Following its reorganization, the dicastery describes its workflow as a three-part process: listening-dialogue, research-reflection, and communication-restitution.
The idea behind using the word “restitution,” Czerny told CNA in a brief one-on-one interview, “is an element of justice.”
Restitution “is to restore something that was given,” though not something that was taken away, he emphasized.
There are, he said, “so many situations in which the poor have given their concerns, have shared their concerns with people, and the people have said, oh, that’s too bad, and then they’ve gone away.”
“We feel that … if we ask them what are their anxieties, what are their fears, what are their challenges, that we owe them an answer.”
Evangelization
The role of the dicastery, Czerny said during the press conference, “is not advocacy itself,” nor does the office directly evangelize — an important focus of the new constitution.

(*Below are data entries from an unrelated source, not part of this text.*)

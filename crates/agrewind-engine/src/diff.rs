//! Change simulation: replays a batch of file changes against the working
//! tree (in memory) and captures before/after snapshots plus a unified diff
//! for each one.

use agrewind_types::{AttributedChange, ChangePayload, ParsedChange, ReplaceOp};
use similar::TextDiff;
use std::collections::{HashMap, HashSet};
use std::fmt;
use std::io::ErrorKind;

const DIFF_CONTEXT_LINES: usize = 3;
const CREATION_HEADER: &str = "/dev/null";

/// Revert status lookup consulted when computing `can_revert`.
pub trait RevertStatus {
    fn is_reverted(&self, change_id: &str) -> bool;
}

impl RevertStatus for HashSet<String> {
    fn is_reverted(&self, change_id: &str) -> bool {
        self.contains(change_id)
    }
}

pub struct DiffContext<'a> {
    /// Changes belong to the most recent session of the project.
    pub is_latest_session: bool,
    pub reverted: &'a dyn RevertStatus,
}

#[derive(Debug, Clone, PartialEq, Eq)]
pub enum EditError {
    /// The text to replace does not occur in the file.
    AnchorNotFound { op_index: usize },
    /// An empty anchor is only meaningful for an empty file.
    EmptyAnchor { op_index: usize },
}

impl fmt::Display for EditError {
    fn fmt(&self, f: &mut fmt::Formatter<'_>) -> fmt::Result {
        match self {
            EditError::AnchorNotFound { op_index } => write!(
                f,
                "edit #{} could not be applied: text to replace not found",
                op_index + 1
            ),
            EditError::EmptyAnchor { op_index } => write!(
                f,
                "edit #{} could not be applied: empty text to replace in a non-empty file",
                op_index + 1
            ),
        }
    }
}

impl std::error::Error for EditError {}

/// Apply replacement operations in order.
///
/// `all_occurrences` selects a global replace, otherwise only the first match
/// is replaced.
pub fn apply_edits(before: &str, edits: &[ReplaceOp]) -> Result<String, EditError> {
    let mut text = before.to_string();

    for (op_index, op) in edits.iter().enumerate() {
        if op.old.is_empty() {
            if !text.is_empty() {
                return Err(EditError::EmptyAnchor { op_index });
            }
            text = op.new.clone();
            continue;
        }

        if !text.contains(&op.old) {
            return Err(EditError::AnchorNotFound { op_index });
        }

        text = if op.all_occurrences {
            text.replace(&op.old, &op.new)
        } else {
            text.replacen(&op.old, &op.new, 1)
        };
    }

    Ok(text)
}

/// Line-oriented unified diff of `before` → `after`.
///
/// Empty when both are identical.
pub fn unified_diff(file_path: &str, before: &str, after: &str, is_creation: bool) -> String {
    let old_header = if is_creation {
        CREATION_HEADER
    } else {
        file_path
    };

    TextDiff::from_lines(before, after)
        .unified_diff()
        .context_radius(DIFF_CONTEXT_LINES)
        .header(old_header, file_path)
        .to_string()
}

enum Baseline {
    Known(String),
    Missing,
    Unreadable(String),
}

fn read_baseline(file_path: &str) -> Baseline {
    match std::fs::read_to_string(file_path) {
        Ok(content) => Baseline::Known(content),
        Err(err) if err.kind() == ErrorKind::NotFound => Baseline::Missing,
        Err(err) => Baseline::Unreadable(format!("cannot read {}: {}", file_path, err)),
    }
}

/// Simulate a batch of changes as one timeline.
///
/// The "before" of each change is the simulated result of the latest earlier
/// change to the same path, else the file on disk, else empty (a creation).
/// A change that cannot be simulated is flagged and the batch continues.
pub fn process_changes<I>(changes: I, ctx: &DiffContext<'_>) -> Vec<ParsedChange>
where
    I: IntoIterator<Item = AttributedChange>,
{
    let mut simulated: HashMap<String, String> = HashMap::new();
    let mut parsed = Vec::new();

    for AttributedChange {
        change,
        turn_id,
        user_message,
    } in changes
    {
        let (before, is_creation, mut error) = match simulated.get(&change.file_path) {
            Some(content) => (content.clone(), false, None),
            None => match read_baseline(&change.file_path) {
                Baseline::Known(content) => (content, false, None),
                Baseline::Missing => (String::new(), true, None),
                Baseline::Unreadable(reason) => (String::new(), false, Some(reason)),
            },
        };

        let after = if error.is_some() {
            before.clone()
        } else {
            match &change.payload {
                ChangePayload::Write { content } => content.clone(),
                ChangePayload::Edit { edits } => match apply_edits(&before, edits) {
                    Ok(text) => text,
                    Err(err) => {
                        error = Some(err.to_string());
                        before.clone()
                    }
                },
            }
        };

        if let Some(reason) = &error {
            tracing::warn!(change_id = %change.id, file = %change.file_path, %reason, "change flagged as unrevertable");
        } else {
            simulated.insert(change.file_path.clone(), after.clone());
        }

        let diff = unified_diff(&change.file_path, &before, &after, is_creation);
        let can_revert =
            ctx.is_latest_session && error.is_none() && !ctx.reverted.is_reverted(&change.id);

        parsed.push(ParsedChange {
            change,
            diff,
            before,
            after,
            is_creation,
            can_revert,
            is_latest_session: ctx.is_latest_session,
            turn_id,
            user_message,
            error,
        });
    }

    parsed
}

/// Order changes newest first; equal timestamps keep their relative order.
pub fn sort_newest_first(changes: &mut [ParsedChange]) {
    changes.sort_by(|a, b| b.change.timestamp.cmp(&a.change.timestamp));
}
use chrono::{DateTime, Utc};
use serde::{Deserialize, Serialize};

use super::change::{AttributedChange, FileChange, ParsedChange};
use super::session::SessionFile;

/// Placeholder user message for agent output that precedes any human message.
pub const NO_USER_MESSAGE: &str = "no message";

/// One human message and everything the agent did in response.
#[derive(Debug, Clone, PartialEq, Eq, Serialize, Deserialize)]
#[serde(rename_all = "camelCase")]
pub struct ConversationTurn {
    pub id: String,
    pub timestamp: DateTime<Utc>,
    pub user_message: String,
    pub assistant_message: String,
    pub changes: Vec<FileChange>,
}

impl ConversationTurn {
    /// Changes of this turn tagged with the turn's id and user message.
    pub fn attributed_changes(&self) -> impl Iterator<Item = AttributedChange> + '_ {
        self.changes.iter().map(|change| AttributedChange {
            change: change.clone(),
            turn_id: self.id.clone(),
            user_message: self.user_message.clone(),
        })
    }
}

/// A turn whose changes carry diffs and revert status.
#[derive(Debug, Clone, PartialEq, Eq, Serialize, Deserialize)]
#[serde(rename_all = "camelCase")]
pub struct ParsedTurn {
    pub id: String,
    pub timestamp: DateTime<Utc>,
    pub user_message: String,
    pub assistant_message: String,
    pub changes: Vec<ParsedChange>,
}

#[derive(Debug, Clone, PartialEq, Eq, Serialize, Deserialize)]
pub struct SessionTurns {
    pub session: SessionFile,
    pub turns: Vec<ParsedTurn>,
}
use std::fmt;

/// Result type for agrewind-providers operations
pub type Result<T> = std::result::Result<T, Error>;

/// Error types that can occur in the providers layer
#[derive(Debug)]
pub enum Error {
    /// IO operation failed
    Io(std::io::Error),
}

impl fmt::Display for Error {
    fn fmt(&self, f: &mut fmt::Formatter<'_>) -> fmt::Result {
        match self {
            Error::Io(err) => write!(f, "IO error: {}", err),
        }
    }
}

impl std::error::Error for Error {
    fn source(&self) -> Option<&(dyn std::error::Error + 'static)> {
        match self {
            Error::Io(err) => Some(err),
        }
    }
}

impl From<std::io::Error> for Error {
    fn from(err: std::io::Error) -> Self {
        Error::Io(err)
    }
}
use rusqlite::Connection;

use crate::{Error, Result};

// Schema version (increment when changing table definitions)
pub const SCHEMA_VERSION: i32 = 1;

// The ledger is the only record of what has been reverted, so tables are
// migrated forward and never dropped.
pub fn init_schema(conn: &Connection) -> Result<()> {
    let current_version: i32 = conn.query_row("PRAGMA user_version", [], |row| row.get(0))?;

    if current_version > SCHEMA_VERSION {
        return Err(Error::Query(format!(
            "ledger schema version {} is newer than supported version {}",
            current_version, SCHEMA_VERSION
        )));
    }

    conn.execute_batch(
        r#"
        CREATE TABLE IF NOT EXISTS reverted_changes (
            change_id TEXT PRIMARY KEY,
            reverted_at TEXT NOT NULL
        );

        CREATE INDEX IF NOT EXISTS idx_reverted_at ON reverted_changes(reverted_at DESC);
        "#,
    )?;

    if current_version != SCHEMA_VERSION {
        conn.execute(&format!("PRAGMA user_version = {}", SCHEMA_VERSION), [])?;
    }

    Ok(())
}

“We are ready to help accompany, we are ready to help repair, we are ready to help reflect,” he said.
The Dicastery for Promoting Integral Human Development plays a supporting role to the local Churches, “the primary agents of evangelization,” Czerny told CNA after the presser.
“We think that promoting integral human development is a very effective and often wordless way of evangelizing, and we hope to help the Church to do that.”
The cardinal said he sees a complementarity with the work of the Dicastery for Evangelization, which merged the former Pontifical Council for Promoting the New Evangelization and the Congregation for the Evangelization of Peoples.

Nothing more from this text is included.